Ultra-Orphan drug development for GNE Myopathy: A synthetic literature review and meta-analysis.

GNE myopathy is an autosomal recessive hereditary muscle disorder that has the following clinical characteristics: develops in early adulthood, gradually progresses from the distal muscles, and is relatively sparing of quadriceps until the advanced stages of the disease. With further progression, patients become non-ambulatory and need a wheelchair. There is growing concern about extra-muscular presentations such as thrombocytopenia, respiratory dysfunction, and sleep apnea syndrome. Pathologically, rimmed vacuoles and tubulofilamentous inclusions are observed in affected muscles. The cause of the disease is thought to be a sialic acid deficiency due to mutations of the GNE gene required for in vivo sialic acid biosynthesis.

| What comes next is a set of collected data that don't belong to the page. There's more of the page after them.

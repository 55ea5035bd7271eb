//! Worktree primitives. Git itself is treated as a black box (out of
//! scope): every operation here shells out to the `git` binary rather than
//! linking a Git library, so this module is a thin path-resolution +
//! subprocess wrapper, not a Git implementation. Branch naming and
//! worktree-base layout are grounded on the teacher's `worktree/manager.rs`
//! (`WorktreeInfo`, `claw/<id>-<slug>` naming), adapted from git2 calls to
//! `std::process::Command`.

use std::path::{Path, PathBuf};

use serde::{Deserialize, Serialize};
use tokio::process::Command;
use tracing::info;

use crate::errors::{KdError, KdResult};
use crate::layout::Layout;
use crate::slug::slugify;

#[derive(Debug, Clone, Serialize, Deserialize)]
pub struct WorktreeInfo {
    pub task_id: String,
    pub path: PathBuf,
    pub branch: String,
}

/// Feature branch name for a task's worktree: `kd/<task-id>-<slug>`.
pub fn branch_name(task_id: &str, task_title: &str) -> String {
    let slug = slugify(task_title);
    let short: String = slug.chars().take(24).collect();
    format!("kd/{task_id}-{short}")
}

async fn run_git(repo: &Path, args: &[&str]) -> KdResult<String> {
    let output = Command::new("git")
        .args(args)
        .current_dir(repo)
        .output()
        .await
        .map_err(|e| KdError::io(repo, e))?;
    if !output.status.success() {
        return Err(KdError::AgentFailed {
            backend: "git".to_string(),
            stderr: String::from_utf8_lossy(&output.stderr).to_string(),
        });
    }
    Ok(String::from_utf8_lossy(&output.stdout).trim().to_string())
}

/// Create a worktree for a task, branching from the current HEAD of
/// `repo_root`. Hand-mode tasks never call this — they run directly in
/// `repo_root` (spec §4.4: "worktree = base repo checkout").
pub async fn create(layout: &Layout, repo_root: &Path, task_id: &str, task_title: &str) -> KdResult<WorktreeInfo> {
    let path = layout.worktree_path(task_id);
    if let Some(parent) = path.parent() {
        std::fs::create_dir_all(parent).map_err(|e| KdError::io(parent, e))?;
    }
    let branch = branch_name(task_id, task_title);

    run_git(
        repo_root,
        &["worktree", "add", "-b", &branch, &path.to_string_lossy(), "HEAD"],
    )
    .await?;

    info!(task_id, branch = %branch, path = %path.display(), "worktree created");
    Ok(WorktreeInfo { task_id: task_id.to_string(), path, branch })
}

/// Remove a task's worktree. `force` discards uncommitted changes, used on
/// `--reject` cleanup; a plain remove refuses if the tree isn't clean.
pub async fn remove(repo_root: &Path, path: &Path, force: bool) -> KdResult<()> {
    let path_str = path.to_string_lossy().to_string();
    let mut args = vec!["worktree", "remove"];
    if force {
        args.push("--force");
    }
    args.push(&path_str);
    run_git(repo_root, &args).await?;
    Ok(())
}

/// Resolve the diff range for a council review (spec §4.4 step 3): hand-mode
/// uses a two-dot diff against the peasant's start commit; worktree mode
/// uses the three-dot merge-base form against the feature branch.
pub fn diff_range(hand_mode: bool, start_sha_or_branch: &str) -> String {
    if hand_mode {
        format!("{start_sha_or_branch}..HEAD")
    } else {
        format!("{start_sha_or_branch}...HEAD")
    }
}

pub async fn diff(repo_root: &Path, range: &str) -> KdResult<String> {
    run_git(repo_root, &["diff", range]).await
}

pub async fn current_head(repo_root: &Path) -> KdResult<String> {
    run_git(repo_root, &["rev-parse", "HEAD"]).await
}

/// Current branch of `repo_root` (`git rev-parse --abbrev-ref HEAD`), used by
/// the `accept` path to hard-fail on a branch mismatch rather than merging
/// into whatever happens to be checked out (spec §7: "Wrong git branch on
/// accept ... does not auto-switch").
pub async fn current_branch(repo_root: &Path) -> KdResult<String> {
    run_git(repo_root, &["rev-parse", "--abbrev-ref", "HEAD"]).await
}

/// Merge a task's feature branch into whatever is currently checked out.
/// Callers must have already verified the expected branch is checked out
/// (spec §4.4 hand-mode note: "`--accept` skips the merge step").
pub async fn merge(repo_root: &Path, feature_branch: &str) -> KdResult<()> {
    run_git(repo_root, &["merge", "--no-ff", feature_branch]).await?;
    Ok(())
}

/// Stage all changes and commit. Returns `Ok(false)` (not an error) when
/// there is nothing to commit — the harness logs that as a worklog entry
/// rather than failing the iteration (spec §4.4 step 5).
pub async fn stage_and_commit(repo_root: &Path, message: &str) -> KdResult<bool> {
    run_git(repo_root, &["add", "-A"]).await?;
    let status = run_git(repo_root, &["status", "--porcelain"]).await?;
    if status.is_empty() {
        return Ok(false);
    }
    run_git(repo_root, &["commit", "-m", message]).await?;
    Ok(true)
}
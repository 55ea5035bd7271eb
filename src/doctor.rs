//! Stale-resource janitor (SPEC_FULL.md supplemental feature, grounded on
//! the teacher's `worktree/cleanup.rs`). Read-only by default: reports what
//! it would remove. A caller-supplied `prune` flag makes it act.
//!
//! Kingdom has no daemon, so this is not a background sweep — it runs once
//! per invocation (`kd doctor`), inspecting session records and worktree
//! directories across every branch.

use std::path::PathBuf;

use serde::Serialize;
use tracing::{info, warn};

use crate::errors::KdResult;
use crate::layout::Layout;
use crate::session::{pid_is_alive, SessionStore};

#[derive(Debug, Clone, Serialize)]
pub struct StaleSession {
    pub branch: String,
    pub agent: String,
    pub pid: Option<u32>,
}

#[derive(Debug, Clone, Serialize)]
pub struct StaleWorktree {
    pub path: PathBuf,
}

#[derive(Debug, Clone, Serialize, Default)]
pub struct DoctorReport {
    pub stale_sessions: Vec<StaleSession>,
    pub stale_worktrees: Vec<StaleWorktree>,
    pub pruned: bool,
}

fn list_branch_names(layout: &Layout) -> KdResult<Vec<String>> {
    let dir = layout.branches_dir();
    if !dir.exists() {
        return Ok(Vec::new());
    }
    let mut names = Vec::new();
    for entry in std::fs::read_dir(&dir).map_err(|e| crate::errors::KdError::io(&dir, e))? {
        let entry = entry.map_err(|e| crate::errors::KdError::io(&dir, e))?;
        if entry.path().is_dir() {
            names.push(entry.file_name().to_string_lossy().to_string());
        }
    }
    names.sort();
    Ok(names)
}

/// Scan for session records whose `status=working`-like state no longer has
/// a live pid behind it, and for worktree directories with no session
/// referencing them. When `prune` is set, dead session records are reset to
/// `stopped` in place (never deleted — they stay as history) and orphaned
/// worktree directories are removed via `git worktree remove --force`.
pub async fn run(layout: &Layout, repo_root: &std::path::Path, prune: bool) -> KdResult<DoctorReport> {
    let mut report = DoctorReport { pruned: prune, ..Default::default() };
    let session_store = SessionStore::new(layout);

    let mut claimed_worktrees = std::collections::HashSet::new();

    for branch in list_branch_names(layout)? {
        let dir = layout.sessions_dir(&branch);
        if !dir.exists() {
            continue;
        }
        for entry in std::fs::read_dir(&dir).map_err(|e| crate::errors::KdError::io(&dir, e))? {
            let entry = entry.map_err(|e| crate::errors::KdError::io(&dir, e))?;
            let path = entry.path();
            if path.extension().and_then(|e| e.to_str()) != Some("json") {
                continue;
            }
            let Some(agent) = path.file_stem().and_then(|s| s.to_str()) else {
                continue;
            };
            let Some(session) = session_store.get(&branch, agent)? else {
                continue;
            };
            if let Some(task_id) = &session.ticket_id {
                claimed_worktrees.insert(layout.worktree_path(task_id));
            }
            if !session.is_active_candidate() {
                continue;
            }
            let alive = session.pid.map(pid_is_alive).unwrap_or(false);
            if !alive {
                report.stale_sessions.push(StaleSession {
                    branch: branch.clone(),
                    agent: agent.to_string(),
                    pid: session.pid,
                });
                if prune {
                    session_store.update(&branch, agent, |s| s.status = crate::session::SessionStatus::Stopped)?;
                }
            }
        }
    }

    let worktrees_dir = layout.worktrees_dir();
    if worktrees_dir.exists() {
        for entry in std::fs::read_dir(&worktrees_dir).map_err(|e| crate::errors::KdError::io(&worktrees_dir, e))? {
            let entry = entry.map_err(|e| crate::errors::KdError::io(&worktrees_dir, e))?;
            let path = entry.path();
            if !path.is_dir() || claimed_worktrees.contains(&path) {
                continue;
            }
            report.stale_worktrees.push(StaleWorktree { path: path.clone() });
            if prune {
                match crate::worktree::remove(repo_root, &path, true).await {
                    Ok(()) => info!(path = %path.display(), "pruned orphaned worktree"),
                    Err(e) => warn!(path = %path.display(), error = %e, "failed to prune worktree"),
                }
            }
        }
    }

    Ok(report)
}
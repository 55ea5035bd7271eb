//! Scenario 4 from spec §8: a peasant that immediately declares itself done,
//! reviewed by a council that always blocks, bounces up to the configured
//! cap and then escalates to the King rather than looping forever.

use std::io::Write;
use std::os::unix::fs::PermissionsExt;
use std::sync::atomic::AtomicBool;
use std::sync::Arc;

use kingdom::config::{AgentProfile, Config};
use kingdom::harness::{self, FinalStatus, HarnessContext};
use kingdom::layout::Layout;
use kingdom::session::{SessionStatus, SessionStore};
use kingdom::tasks::{TaskHome, TaskStatus, TaskStore};
use kingdom::threads::{ThreadPattern, ThreadStore};
use tempfile::tempdir;

fn write_script(dir: &std::path::Path, name: &str, body: &str) -> std::path::PathBuf {
    let path = dir.join(name);
    let mut file = std::fs::File::create(&path).unwrap();
    file.write_all(body.as_bytes()).unwrap();
    let mut perms = file.metadata().unwrap().permissions();
    perms.set_mode(0o755);
    std::fs::set_permissions(&path, perms).unwrap();
    path
}

#[tokio::test]
async fn three_blocking_council_rounds_escalate_to_king_review() {
    let tmp = tempdir().unwrap();
    let layout = Layout::new(tmp.path());

    // The peasant (claude) reports DONE on every single turn. Using
    // `printf '%s\n'` rather than `echo` keeps the embedded `\n` inside the
    // JSON string literal (shell `echo` escape handling isn't portable).
    let peasant = write_script(
        tmp.path(),
        "fake-claude.sh",
        "#!/bin/sh\nprintf '%s\\n' '{\"type\":\"result\",\"result\":\"Implemented it.\\nSTATUS: DONE\"}'\n",
    );
    // Both council reviewers (codex, cursor) block every round.
    let reviewer_codex = write_script(
        tmp.path(),
        "fake-codex.sh",
        "#!/bin/sh\nprintf '%s\\n' '{\"type\":\"item_completed\",\"item\":{\"type\":\"assistant_message\",\"text\":\"Not good enough.\\nVERDICT: BLOCKING\"}}'\n",
    );
    let reviewer_cursor = write_script(
        tmp.path(),
        "fake-cursor.sh",
        "#!/bin/sh\nprintf '%s\\n' '{\"type\":\"assistant\",\"text\":\"Needs more tests.\\nVERDICT: BLOCKING\"}'\n",
    );

    let mut config = Config::default();
    config.gates = vec![];
    config.bounce_cap = 3;
    config.max_iterations = 20;
    config.council.members = vec!["codex".to_string(), "cursor".to_string()];
    config.agents.insert(
        "claude".to_string(),
        AgentProfile { binary: peasant.to_string_lossy().to_string(), base_args: vec![], supports_resume: false, supports_stream_format: true },
    );
    config.agents.insert(
        "codex".to_string(),
        AgentProfile { binary: reviewer_codex.to_string_lossy().to_string(), base_args: vec![], supports_resume: false, supports_stream_format: true },
    );
    config.agents.insert(
        "cursor".to_string(),
        AgentProfile { binary: reviewer_cursor.to_string_lossy().to_string(), base_args: vec![], supports_resume: false, supports_stream_format: true },
    );

    let task_store = TaskStore::new(&layout);
    let task = task_store
        .create(TaskHome::Branch("feat-retry".into()), "Add retry", "desc", "feature", "medium", None, None)
        .unwrap();
    task_store.transition(TaskHome::Branch("feat-retry".into()), task.id(), TaskStatus::InProgress, None).unwrap();

    let thread_store = ThreadStore::new(&layout);
    thread_store.create_thread("feat-retry", "task-thread", vec!["claude".into(), "codex".into(), "cursor".into()], ThreadPattern::Work).unwrap();

    let ctx = HarnessContext {
        layout: Arc::new(layout.clone()),
        config: Arc::new(config),
        branch: "feat-retry".to_string(),
        task_home: TaskHome::Branch("feat-retry".into()),
        task_id: task.id().to_string(),
        agent: "claude".to_string(),
        // Not a real git repo: `stage_and_commit`/`diff` fail and are logged,
        // which is fine — this test only exercises the review/bounce logic.
        worktree_path: tmp.path().to_path_buf(),
        hand_mode: true,
        diff_base: "0000000000000000000000000000000000000000".to_string(),
        thread: "task-thread".to_string(),
    };

    let cancel = Arc::new(AtomicBool::new(false));
    let final_status = harness::run(ctx, cancel).await.unwrap();

    assert_eq!(final_status, FinalStatus::NeedsKingReview);

    let session_store = SessionStore::new(&layout);
    let session = session_store.get("feat-retry", "claude").unwrap().unwrap();
    assert_eq!(session.review_bounce_count, 3);
    assert_eq!(session.status, SessionStatus::NeedsKingReview);

    let task = task_store.read(&TaskHome::Branch("feat-retry".into()), task.id()).unwrap();
    assert_eq!(task.status(), TaskStatus::InReview);
}
//! Repository layout — resolves on-disk paths for branches, tasks, threads,
//! sessions, and worktrees. Pure naming; never touches git itself.
//!
//! Canonical layout (see spec §6):
//!
//! ```text
//! <repo>/.kd/
//!   config.json
//!   branches/<slug>/
//!     design.md
//!     tickets/<id>.md
//!     threads/<slug>/
//!       thread.json
//!       NNNN-<sender>.md
//!       .stream-<m>.jsonl
//!     sessions/<name>.json
//!     logs/…
//!     state.json
//!   backlog/tickets/<id>.md
//!   archive/…
//!   worktrees/<id>/
//! ```

use std::path::{Path, PathBuf};

use crate::slug::slugify;

/// Resolves every path the rest of the crate needs, rooted at a repository
/// checkout. Cheap to construct; holds no state beyond the root path.
#[derive(Debug, Clone)]
pub struct Layout {
    root: PathBuf,
}

impl Layout {
    /// `repo_root` is the top of the git checkout (the directory containing `.git`).
    pub fn new(repo_root: impl Into<PathBuf>) -> Self {
        Self {
            root: repo_root.into(),
        }
    }

    pub fn root(&self) -> &Path {
        &self.root
    }

    pub fn kd_dir(&self) -> PathBuf {
        self.root.join(".kd")
    }

    pub fn config_path(&self) -> PathBuf {
        self.kd_dir().join("config.json")
    }

    pub fn branches_dir(&self) -> PathBuf {
        self.kd_dir().join("branches")
    }

    /// Branch directory for a human-chosen branch name. Normalizes to a slug.
    pub fn branch_dir(&self, branch_name: &str) -> PathBuf {
        self.branches_dir().join(slugify(branch_name))
    }

    pub fn design_path(&self, branch_name: &str) -> PathBuf {
        self.branch_dir(branch_name).join("design.md")
    }

    pub fn tickets_dir(&self, branch_name: &str) -> PathBuf {
        self.branch_dir(branch_name).join("tickets")
    }

    pub fn ticket_path(&self, branch_name: &str, task_id: &str) -> PathBuf {
        self.tickets_dir(branch_name).join(format!("{task_id}.md"))
    }

    pub fn backlog_dir(&self) -> PathBuf {
        self.kd_dir().join("backlog")
    }

    pub fn backlog_tickets_dir(&self) -> PathBuf {
        self.backlog_dir().join("tickets")
    }

    pub fn backlog_ticket_path(&self, task_id: &str) -> PathBuf {
        self.backlog_tickets_dir().join(format!("{task_id}.md"))
    }

    pub fn archive_dir(&self) -> PathBuf {
        self.kd_dir().join("archive")
    }

    pub fn archive_backlog_ticket_path(&self, task_id: &str) -> PathBuf {
        self.archive_dir()
            .join("backlog")
            .join("tickets")
            .join(format!("{task_id}.md"))
    }

    pub fn archive_branch_ticket_path(&self, branch_name: &str, task_id: &str) -> PathBuf {
        self.archive_dir()
            .join("branches")
            .join(slugify(branch_name))
            .join("tickets")
            .join(format!("{task_id}.md"))
    }

    pub fn threads_dir(&self, branch_name: &str) -> PathBuf {
        self.branch_dir(branch_name).join("threads")
    }

    pub fn thread_dir(&self, branch_name: &str, thread_name: &str) -> PathBuf {
        self.threads_dir(branch_name).join(slugify(thread_name))
    }

    pub fn thread_meta_path(&self, branch_name: &str, thread_name: &str) -> PathBuf {
        self.thread_dir(branch_name, thread_name).join("thread.json")
    }

    pub fn stream_path(&self, branch_name: &str, thread_name: &str, member: &str) -> PathBuf {
        self.thread_dir(branch_name, thread_name)
            .join(format!(".stream-{}.jsonl", slugify(member)))
    }

    pub fn sessions_dir(&self, branch_name: &str) -> PathBuf {
        self.branch_dir(branch_name).join("sessions")
    }

    pub fn session_path(&self, branch_name: &str, agent_name: &str) -> PathBuf {
        self.sessions_dir(branch_name)
            .join(format!("{agent_name}.json"))
    }

    pub fn logs_dir(&self, branch_name: &str) -> PathBuf {
        self.branch_dir(branch_name).join("logs")
    }

    pub fn iteration_log_path(&self, branch_name: &str, task_id: &str, iteration: u32) -> PathBuf {
        self.logs_dir(branch_name)
            .join(format!("{task_id}-iter-{iteration:04}.log"))
    }

    pub fn state_path(&self, branch_name: &str) -> PathBuf {
        self.branch_dir(branch_name).join("state.json")
    }

    pub fn worktrees_dir(&self) -> PathBuf {
        self.kd_dir().join("worktrees")
    }

    pub fn worktree_path(&self, task_id: &str) -> PathBuf {
        self.worktrees_dir().join(task_id)
    }
}
//! Task data model (spec §3, Entity: Task) and its status state machine.

use chrono::{DateTime, Utc};
use serde::{Deserialize, Serialize};

#[derive(Debug, Clone, Copy, PartialEq, Eq, Serialize, Deserialize)]
#[serde(rename_all = "snake_case")]
pub enum TaskStatus {
    Open,
    InProgress,
    InReview,
    Closed,
}

impl TaskStatus {
    pub fn as_str(&self) -> &'static str {
        match self {
            TaskStatus::Open => "open",
            TaskStatus::InProgress => "in_progress",
            TaskStatus::InReview => "in_review",
            TaskStatus::Closed => "closed",
        }
    }

    /// Is `self -> next` a legal transition per spec §3?
    ///
    /// open -> in_progress (start)
    /// in_progress -> in_review (harness DONE + gates pass)
    /// in_review -> in_progress (reviewer/human reject)
    /// in_review -> closed (human accept)
    /// in_progress -> closed (direct close)
    /// closed -> open (reopen)
    pub fn can_transition_to(&self, next: TaskStatus) -> bool {
        use TaskStatus::*;
        matches!(
            (self, next),
            (Open, InProgress)
                | (InProgress, InReview)
                | (InReview, InProgress)
                | (InReview, Closed)
                | (InProgress, Closed)
                | (Closed, Open)
        )
    }
}

impl std::fmt::Display for TaskStatus {
    fn fmt(&self, f: &mut std::fmt::Formatter<'_>) -> std::fmt::Result {
        f.write_str(self.as_str())
    }
}

/// YAML frontmatter of a task markdown file.
#[derive(Debug, Clone, Serialize, Deserialize)]
pub struct TaskFrontmatter {
    pub id: String,
    pub status: TaskStatus,
    #[serde(default)]
    pub deps: Vec<String>,
    #[serde(default)]
    pub links: Vec<String>,
    pub created: DateTime<Utc>,
    #[serde(rename = "type")]
    pub task_type: String,
    pub priority: String,
    #[serde(default)]
    pub assignee: Option<String>,
    #[serde(default)]
    pub hand_mode: Option<bool>,
}

/// A single `- [ ]` / `- [x]` acceptance-criteria line.
#[derive(Debug, Clone, PartialEq, Serialize, Deserialize)]
pub struct AcceptanceItem {
    pub text: String,
    pub checked: bool,
}

/// Full in-memory representation of a task: frontmatter + structured body.
#[derive(Debug, Clone, Serialize, Deserialize)]
pub struct Task {
    pub frontmatter: TaskFrontmatter,
    pub title: String,
    pub description: String,
    pub acceptance_criteria: Vec<AcceptanceItem>,
    pub worklog: Vec<String>,
}

impl Task {
    pub fn id(&self) -> &str {
        &self.frontmatter.id
    }

    pub fn status(&self) -> TaskStatus {
        self.frontmatter.status
    }

    /// Validate and apply a status transition in place.
    pub fn transition(&mut self, next: TaskStatus) -> Result<(), (TaskStatus, TaskStatus)> {
        if !self.frontmatter.status.can_transition_to(next) {
            return Err((self.frontmatter.status, next));
        }
        self.frontmatter.status = next;
        Ok(())
    }
}

/// Generate a fresh 4-hex-character task ID from a random source.
/// Callers must check for collisions against existing IDs before accepting one.
pub fn random_task_id() -> String {
    let bytes: [u8; 2] = uuid::Uuid::new_v4().as_bytes()[..2].try_into().unwrap();
    format!("{:02x}{:02x}", bytes[0], bytes[1])
}
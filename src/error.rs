//! Shared error taxonomy for binding resolution and string decoding.
//!
//! One tagged enum covers both halves of the core: scope/reference failures
//! (duplicate, unknown, incomplete context, access) and string decode failures
//! (truncation, missing terminator, match mismatch). Every variant carries the
//! structured data a caller needs for a useful message; none is recoverable.

/// Any failure raised by this crate. Decoding a field is all-or-nothing:
/// the first error aborts that field and propagates upward unchanged.
#[derive(Debug, thiserror::Error)]
pub enum BindError {
    /// Same name registered twice in one scope. Surfaced at structure-setup
    /// time, never at decode time.
    #[error("duplicate binding {name:?} in scope")]
    DuplicateBinding { name: String },

    /// `resolve()` of a name that is neither registered nor the reserved
    /// `outer`. `known` holds the scope's full set of names for diagnostics.
    #[error("unknown binding {name:?}, expected {}", render_known(.known))]
    UnknownBinding { name: String, known: Vec<String> },

    /// A binding was resolved against a resolver whose container instance is
    /// absent: the field this expression depends on has not been decoded yet.
    #[error("cannot resolve {name:?}: incomplete context")]
    IncompleteContext { name: String },

    /// The accessor failed against a valid container instance (missing
    /// attribute, index out of bounds, wrong runtime shape).
    #[error("failed to bind to {name:?}: {reason}")]
    BindingAccess { name: String, reason: String },

    /// Fixed-length string decode ran out of data before the declared byte
    /// length.
    #[error("truncated string data: expected {expected} bytes, got {got}")]
    TruncatedData { expected: u64, got: u64 },

    /// Null-terminated string decode reached end of data without a decoded
    /// null character.
    #[error("unterminated string: end of data after {decoded} characters")]
    UnterminatedString { decoded: usize },

    /// Decoded string failed the configured literal/pattern match.
    #[error("string mismatch: expected {expected:?}, got {actual:?}")]
    MatchMismatch { expected: String, actual: String },

    /// Failure from the external expression evaluator, propagated unchanged.
    #[error("expression evaluation failed: {0}")]
    Expression(String),
}

fn render_known(known: &[String]) -> String {
    if known.is_empty() {
        "no variables".to_string()
    } else {
        format!("one of {}", known.join(", "))
    }
}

Sialic acid supplementation to a presymptomatic GNE myopathy mouse model was effective in preventing the development of the disease. Several clinical studies have been conducted to evaluate the safety and efficacy of sialic acid supplementation in humans. Based on the favorable results of these studies, an extended-release aceneuramic acid formulation was approved for treatment of GNE myopathy in Japan in March 2024. It is anticipated that it will be a significant step in the development of an effective treatment for GNE myopathy and other ultra-orphan diseases.